#### [Exercise]
Return every line of the records that includes the string "UnknownWebHook".

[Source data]
[Start of section]
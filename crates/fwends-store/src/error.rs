//! Errors from the catalog, blob store and session cache.

use fwends_core::{PackId, ValidationError};

/// SQLSTATE for `serialization_failure`.
const SQLSTATE_SERIALIZATION_FAILURE: &str = "40001";
/// SQLSTATE for `deadlock_detected`.
const SQLSTATE_DEADLOCK_DETECTED: &str = "40P01";

/// Errors from store operations.
#[derive(Debug, thiserror::Error)]
pub enum StoreError {
    /// The transaction lost a serializable-isolation conflict and may be
    /// retried from the beginning.
    #[error("serialization failure: {0}")]
    SerializationFailure(String),

    /// The target pack does not exist (or vanished inside the transaction).
    #[error("pack {0} not found")]
    PackNotFound(PackId),

    /// A scoped delete matched no slot rows.
    #[error("no resources found")]
    NoResources,

    /// A statement affected an unexpected number of rows.
    #[error("inconsistent row count: {0}")]
    Inconsistent(String),

    /// A stored value failed domain validation on read.
    #[error("corrupt row: {0}")]
    Corrupt(#[from] ValidationError),

    /// Relational store failure.
    #[error("database error: {0}")]
    Database(#[source] sqlx::Error),

    /// Failure from a blob or cache backend.
    #[error("backend unavailable: {0}")]
    Unavailable(String),

    /// I/O error from the filesystem blob backend.
    #[error("I/O error: {0}")]
    Io(#[from] std::io::Error),

    /// Blob metadata could not be encoded or decoded.
    #[error("metadata error: {0}")]
    Metadata(#[from] serde_json::Error),
}

impl StoreError {
    /// Whether the surrounding transaction should be retried.
    pub fn is_retryable(&self) -> bool {
        matches!(self, Self::SerializationFailure(_))
    }
}

impl From<sqlx::Error> for StoreError {
    fn from(err: sqlx::Error) -> Self {
        if let sqlx::Error::Database(db) = &err {
            if matches!(
                db.code().as_deref(),
                Some(SQLSTATE_SERIALIZATION_FAILURE) | Some(SQLSTATE_DEADLOCK_DETECTED)
            ) {
                return Self::SerializationFailure(db.message().to_string());
            }
        }
        Self::Database(err)
    }
}

/// Result alias for store operations.
pub type StoreResult<T> = Result<T, StoreError>;
//! # Scoped Deletion
//!
//! Removes slots at pack, role or pair granularity. The catalog deletes the
//! matching rows (and, for a whole pack, the pack row) in one serializable
//! transaction, recomputing the digest when the pack survives. Every removed
//! resource is then handed to the prune queue.

use fwends_core::{PackId, RoleId, StringId};
use fwends_store::SlotScope;

use crate::engine::Engine;
use crate::error::EngineError;
use crate::lifecycle::ResourceLifecycle;

impl Engine {
    /// Delete a pack and all of its slots.
    pub async fn delete_pack(&self, pack: PackId) -> Result<usize, EngineError> {
        self.remove(pack, SlotScope::Pack).await
    }

    /// Delete every slot under one role.
    pub async fn delete_role(&self, pack: PackId, role: &str) -> Result<usize, EngineError> {
        let role = RoleId::new(role)?;
        self.remove(pack, SlotScope::Role(role)).await
    }

    /// Delete every class under one `(role, string)` pair.
    pub async fn delete_pair(
        &self,
        pack: PackId,
        role: &str,
        string: &str,
    ) -> Result<usize, EngineError> {
        let role = RoleId::new(role)?;
        let string = StringId::new(string)?;
        self.remove(pack, SlotScope::Pair(role, string)).await
    }

    async fn remove(&self, pack: PackId, scope: SlotScope) -> Result<usize, EngineError> {
        let engine = self.clone();
        tokio::spawn(async move {
            let removed = engine
                .retry
                .run("remove_slots", || engine.catalog.remove_slots(pack, &scope))
                .await?;
            for slot in &removed {
                engine
                    .pruner
                    .schedule(ResourceLifecycle::committed(slot.resource));
            }
            tracing::info!(pack_id = %pack, scope = ?scope, removed = removed.len(), "slots deleted");
            Ok::<_, EngineError>(removed.len())
        })
        .await?
    }
}
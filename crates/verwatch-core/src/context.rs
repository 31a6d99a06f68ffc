//! Shared runtime context
//!
//! Threaded through every service instead of process-wide globals:
//! - HTTP clients (strict and invalid-cert tolerant)
//! - Timing constants for warm-up, staggering and retries

use crate::error::QueryError;
use rand::Rng;
use std::time::Duration;

/// User agent sent on every request
pub const USER_AGENT: &str = concat!("verwatch/", env!("CARGO_PKG_VERSION"));

/// Timing knobs for the tracking loop and dispatchers
#[derive(Debug, Clone, PartialEq, Eq)]
pub struct Timing {
    /// Wait before the first deployed-version poll
    pub deployed_warmup: Duration,
    /// Gap between service starts
    pub service_stagger: Duration,
    /// Minimum gap between dispatches in one batch
    pub dispatch_stagger_min: Duration,
    /// Maximum gap between dispatches in one batch
    pub dispatch_stagger_max: Duration,
    /// Pause between WebHook tries
    pub webhook_backoff: Duration,
    /// Per-request timeout for WebHooks and notifiers
    pub request_timeout: Duration,
    /// Floor after a failed action
    pub failed_floor: Duration,
    /// Floor while an action is running
    pub executing_floor: Duration,
}

impl Default for Timing {
    fn default() -> Self {
        Self {
            deployed_warmup: Duration::from_secs(2),
            service_stagger: Duration::from_millis(500),
            dispatch_stagger_min: Duration::from_millis(100),
            dispatch_stagger_max: Duration::from_millis(250),
            webhook_backoff: Duration::from_secs(5),
            request_timeout: Duration::from_secs(5),
            failed_floor: Duration::from_secs(15),
            executing_floor: Duration::from_secs(3600),
        }
    }
}

impl Timing {
    /// Random gap between dispatches
    #[must_use]
    pub fn dispatch_stagger(&self) -> Duration {
        let min = u64::try_from(self.dispatch_stagger_min.as_millis()).unwrap_or(u64::MAX);
        let max = u64::try_from(self.dispatch_stagger_max.as_millis()).unwrap_or(u64::MAX);
        if max <= min {
            return self.dispatch_stagger_min;
        }
        Duration::from_millis(rand::rng().random_range(min..=max))
    }
}

/// Runtime handles shared by every service
#[derive(Debug, Clone)]
pub struct WatchContext {
    http: reqwest::Client,
    insecure_http: reqwest::Client,
    timing: Timing,
}

impl WatchContext {
    /// Create new context with default timing
    ///
    /// # Errors
    /// - `QueryError::Client` if the TLS backend fails to initialise
    pub fn new() -> Result<Self, QueryError> {
        Self::with_timing(Timing::default())
    }

    /// Create new context with custom timing
    ///
    /// # Errors
    /// - `QueryError::Client` if the TLS backend fails to initialise
    pub fn with_timing(timing: Timing) -> Result<Self, QueryError> {
        let http = reqwest::Client::builder()
            .user_agent(USER_AGENT)
            .build()
            .map_err(|e| QueryError::Client(e.to_string()))?;
        let insecure_http = reqwest::Client::builder()
            .user_agent(USER_AGENT)
            .danger_accept_invalid_certs(true)
            .build()
            .map_err(|e| QueryError::Client(e.to_string()))?;
        Ok(Self {
            http,
            insecure_http,
            timing,
        })
    }

    /// HTTP client, tolerant of invalid certificates if asked
    #[inline]
    #[must_use]
    pub fn http(&self, allow_invalid_certs: bool) -> &reqwest::Client {
        if allow_invalid_certs {
            &self.insecure_http
        } else {
            &self.http
        }
    }

    /// Timing knobs
    #[inline]
    #[must_use]
    pub fn timing(&self) -> &Timing {
        &self.timing
    }
}

#[cfg(test)]
mod tests {
    use super::*;

    #[test]
    fn stagger_within_bounds() {
        let timing = Timing::default();
        for _ in 0..100 {
            let gap = timing.dispatch_stagger();
            assert!(gap >= Duration::from_millis(100));
            assert!(gap <= Duration::from_millis(250));
        }
    }

    #[test]
    fn stagger_degenerate_range() {
        let timing = Timing {
            dispatch_stagger_min: Duration::from_millis(10),
            dispatch_stagger_max: Duration::from_millis(10),
            ..Timing::default()
        };
        assert_eq!(timing.dispatch_stagger(), Duration::from_millis(10));
    }

    #[test]
    fn context_builds() {
        let ctx = WatchContext::new().unwrap();
        assert_eq!(ctx.timing(), &Timing::default());
    }
}
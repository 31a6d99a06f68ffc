//! Tri-state action outcome table
//!
//! Every Command (by position) and every WebHook (by key) owns one cell.
//! Cells start as [`FailState::NotRun`] and return to it whenever the
//! tracked version moves, so "not attempted yet" stays distinguishable
//! from "attempted and failed".

use crate::error::StatusError;
use serde::{Deserialize, Serialize};
use std::collections::BTreeMap;
use std::fmt;

/// Outcome of the last attempt of one action
#[derive(Debug, Clone, Copy, PartialEq, Eq, Hash, Default, Serialize, Deserialize)]
#[serde(rename_all = "snake_case")]
pub enum FailState {
    /// No attempt since the last reset
    #[default]
    NotRun,
    /// Last attempt succeeded
    Passed,
    /// Last attempt failed
    Failed,
}

impl FailState {
    /// Map a success flag to a state
    #[inline]
    #[must_use]
    pub fn from_outcome(passed: bool) -> Self {
        if passed {
            Self::Passed
        } else {
            Self::Failed
        }
    }

    /// Whether the last attempt succeeded
    #[inline]
    #[must_use]
    pub fn is_passed(self) -> bool {
        matches!(self, Self::Passed)
    }

    /// Not-run and failed cells are both eligible for a selective retry
    #[inline]
    #[must_use]
    pub fn needs_retry(self) -> bool {
        !self.is_passed()
    }

    /// `None` for not-run, otherwise whether it failed
    #[inline]
    #[must_use]
    pub fn as_failed(self) -> Option<bool> {
        match self {
            Self::NotRun => None,
            Self::Passed => Some(false),
            Self::Failed => Some(true),
        }
    }
}

impl fmt::Display for FailState {
    fn fmt(&self, f: &mut fmt::Formatter<'_>) -> fmt::Result {
        let s = match self {
            Self::NotRun => "not_run",
            Self::Passed => "passed",
            Self::Failed => "failed",
        };
        f.write_str(s)
    }
}

/// Address of one cell in the [`Fails`] table
#[derive(Debug, Clone, PartialEq, Eq, Hash, PartialOrd, Ord, Serialize, Deserialize)]
#[serde(rename_all = "snake_case")]
pub enum ActionKey {
    /// Command by position
    Command(usize),
    /// WebHook by key
    WebHook(String),
}

impl ActionKey {
    /// Command key
    #[inline]
    #[must_use]
    pub fn command(index: usize) -> Self {
        Self::Command(index)
    }

    /// WebHook key
    #[inline]
    #[must_use]
    pub fn webhook(key: impl Into<String>) -> Self {
        Self::WebHook(key.into())
    }
}

impl fmt::Display for ActionKey {
    fn fmt(&self, f: &mut fmt::Formatter<'_>) -> fmt::Result {
        match self {
            Self::Command(index) => write!(f, "command[{index}]"),
            Self::WebHook(key) => write!(f, "webhook[{key}]"),
        }
    }
}

/// Per-action outcome table for one service
#[derive(Debug, Clone, Default, PartialEq, Eq)]
pub struct Fails {
    command: Vec<FailState>,
    webhook: BTreeMap<String, FailState>,
}

impl Fails {
    /// Allocate a table sized to the service's actions, every cell not-run
    #[must_use]
    pub fn new<I, S>(commands: usize, webhooks: I) -> Self
    where
        I: IntoIterator<Item = S>,
        S: Into<String>,
    {
        Self {
            command: vec![FailState::NotRun; commands],
            webhook: webhooks
                .into_iter()
                .map(|key| (key.into(), FailState::NotRun))
                .collect(),
        }
    }

    /// Get the state of one cell
    #[must_use]
    pub fn get(&self, key: &ActionKey) -> Option<FailState> {
        match key {
            ActionKey::Command(index) => self.command.get(*index).copied(),
            ActionKey::WebHook(key) => self.webhook.get(key).copied(),
        }
    }

    /// Set the state of one cell
    ///
    /// # Errors
    /// - `StatusError::UnknownCommand` if the index is outside the table
    /// - `StatusError::UnknownWebHook` if the key was never allocated
    pub fn set(&mut self, key: &ActionKey, state: FailState) -> Result<(), StatusError> {
        match key {
            ActionKey::Command(index) => {
                let len = self.command.len();
                let cell = self
                    .command
                    .get_mut(*index)
                    .ok_or(StatusError::UnknownCommand { index: *index, len })?;
                *cell = state;
            }
            ActionKey::WebHook(key) => {
                let cell = self
                    .webhook
                    .get_mut(key)
                    .ok_or_else(|| StatusError::UnknownWebHook(key.clone()))?;
                *cell = state;
            }
        }
        Ok(())
    }

    /// Command cells in order
    #[inline]
    #[must_use]
    pub fn commands(&self) -> &[FailState] {
        &self.command
    }

    /// WebHook cells ordered by key
    pub fn webhooks(&self) -> impl Iterator<Item = (&str, FailState)> {
        self.webhook.iter().map(|(k, v)| (k.as_str(), *v))
    }

    /// Every key in the table, commands first
    #[must_use]
    pub fn keys(&self) -> Vec<ActionKey> {
        (0..self.command.len())
            .map(ActionKey::Command)
            .chain(self.webhook.keys().cloned().map(ActionKey::WebHook))
            .collect()
    }

    /// Keys whose last attempt did not pass
    #[must_use]
    pub fn pending(&self) -> Vec<ActionKey> {
        self.keys()
            .into_iter()
            .filter(|key| self.get(key).is_some_and(FailState::needs_retry))
            .collect()
    }

    /// Number of command cells
    #[inline]
    #[must_use]
    pub fn command_count(&self) -> usize {
        self.command.len()
    }

    /// Number of webhook cells
    #[inline]
    #[must_use]
    pub fn webhook_count(&self) -> usize {
        self.webhook.len()
    }

    /// Whether the table has no cells at all
    #[inline]
    #[must_use]
    pub fn is_empty(&self) -> bool {
        self.command.is_empty() && self.webhook.is_empty()
    }

    /// Every command passed (vacuously true without commands)
    #[must_use]
    pub fn commands_all_passed(&self) -> bool {
        self.command.iter().all(|s| s.is_passed())
    }

    /// Every webhook passed (vacuously true without webhooks)
    #[must_use]
    pub fn webhooks_all_passed(&self) -> bool {
        self.webhook.values().all(|s| s.is_passed())
    }

    /// Every command and every webhook passed
    #[inline]
    #[must_use]
    pub fn all_passed(&self) -> bool {
        self.commands_all_passed() && self.webhooks_all_passed()
    }

    /// Return every cell to not-run
    pub fn reset(&mut self) {
        self.command.fill(FailState::NotRun);
        for state in self.webhook.values_mut() {
            *state = FailState::NotRun;
        }
    }
}

impl fmt::Display for Fails {
    fn fmt(&self, f: &mut fmt::Formatter<'_>) -> fmt::Result {
        let mut parts = Vec::new();
        if !self.command.is_empty() {
            let cells: Vec<String> = self
                .command
                .iter()
                .enumerate()
                .map(|(i, s)| format!("{i}: {s}"))
                .collect();
            parts.push(format!("command: [{}]", cells.join(", ")));
        }
        if !self.webhook.is_empty() {
            let cells: Vec<String> = self
                .webhook
                .iter()
                .map(|(k, s)| format!("{k}: {s}"))
                .collect();
            parts.push(format!("webhook: {{{}}}", cells.join(", ")));
        }
        f.write_str(&parts.join(", "))
    }
}
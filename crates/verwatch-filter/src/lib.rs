//! verwatch filter pipeline
//!
//! Pure transforms from raw query output to a candidate version:
//! - url_commands (regex, regex_submatch, split, replace)
//! - Version-format and content requirements with miss counting
//! - Release-feed candidate preparation and selection
//! - Lenient semantic-version parsing and the "not older" gate
//! - `{{ version }}` / `{{ service_id }}` templating

#![warn(unreachable_pub)]

pub mod error;
pub mod pipeline;
pub mod release;
pub mod require;
pub mod semantic;
pub mod template;
pub mod url_command;

pub use error::FilterError;
pub use pipeline::Pipeline;
pub use release::{Asset, Release};
pub use require::{ContentTarget, Require};
pub use semantic::check_progression;
pub use template::{render, TemplateContext};
pub use url_command::{UrlCommand, UrlCommandKind};

/// Version of this crate
pub const VERSION: &str = env!("CARGO_PKG_VERSION");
[End of section]
#### [Task answer]
    /// - `StatusError::UnknownWebHook` if the key was never allocated
                    .ok_or_else(|| StatusError::UnknownWebHook(key.clone()))?;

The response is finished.